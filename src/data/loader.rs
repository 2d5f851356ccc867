use std::fmt;
use std::path::PathBuf;

use indexmap::IndexMap;
use serde::{Deserialize, Serialize};
use serde_json::Value;
use tracing::debug;

use crate::error::{ChartError, ChartResult};

/// Default survey data location, relative to the working directory.
pub const DEFAULT_DATA_PATH: &str = "data.json";

/// Raw survey data: category key → percentage, in document order.
pub type SurveyData = IndexMap<String, f64>;

/// Where survey data is read from.
#[derive(Debug, Clone, PartialEq, Eq, Serialize, Deserialize)]
pub enum DataSource {
    File(PathBuf),
    /// Fetched with a blocking GET; requires the `http-loader` feature.
    Url(String),
}

impl Default for DataSource {
    fn default() -> Self {
        Self::File(PathBuf::from(DEFAULT_DATA_PATH))
    }
}

impl fmt::Display for DataSource {
    fn fmt(&self, f: &mut fmt::Formatter<'_>) -> fmt::Result {
        match self {
            Self::File(path) => write!(f, "{}", path.display()),
            Self::Url(url) => f.write_str(url),
        }
    }
}

/// Reads `source` exactly once and parses it into survey data.
///
/// Every failure (read, HTTP status, JSON syntax, shape) is reported as
/// [`ChartError::DataAcquisition`]. There is no retry.
pub fn load_survey_data(source: &DataSource) -> ChartResult<SurveyData> {
    let label = source.to_string();
    let body = read_source(source)?;
    let data = parse_survey_json(&body).map_err(|err| match err {
        ChartError::InvalidData(reason) => ChartError::data_acquisition(&label, reason),
        other => other,
    })?;
    debug!(source = %label, categories = data.len(), "survey data loaded");
    Ok(data)
}

/// Parses a flat JSON object of non-negative numbers, keeping key order.
pub fn parse_survey_json(input: &str) -> ChartResult<SurveyData> {
    let document: IndexMap<String, Value> = serde_json::from_str(input)
        .map_err(|err| ChartError::InvalidData(format!("malformed survey json: {err}")))?;

    document
        .into_iter()
        .map(|(key, value)| {
            let number = value
                .as_f64()
                .filter(|number| number.is_finite() && *number >= 0.0);
            match number {
                Some(number) => Ok((key, number)),
                None => Err(ChartError::InvalidData(format!(
                    "value for `{key}` must be a finite, non-negative number, got {value}"
                ))),
            }
        })
        .collect()
}

fn read_source(source: &DataSource) -> ChartResult<String> {
    match source {
        DataSource::File(path) => std::fs::read_to_string(path)
            .map_err(|err| ChartError::data_acquisition(path.display().to_string(), err)),
        DataSource::Url(url) => fetch_url(url),
    }
}

#[cfg(feature = "http-loader")]
fn fetch_url(url: &str) -> ChartResult<String> {
    let response =
        reqwest::blocking::get(url).map_err(|err| ChartError::data_acquisition(url, err))?;
    let status = response.status();
    if !status.is_success() {
        return Err(ChartError::data_acquisition(
            url,
            format!("unexpected http status {status}"),
        ));
    }
    response
        .text()
        .map_err(|err| ChartError::data_acquisition(url, err))
}

#[cfg(not(feature = "http-loader"))]
fn fetch_url(url: &str) -> ChartResult<String> {
    Err(ChartError::data_acquisition(
        url,
        "url sources require the `http-loader` feature",
    ))
}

▶ _YOUR GOAL_
What is needed is the number of lines in the entries that contain the word "InvalidData", written alone.

▶ _EXERCISE SOLUTION_
3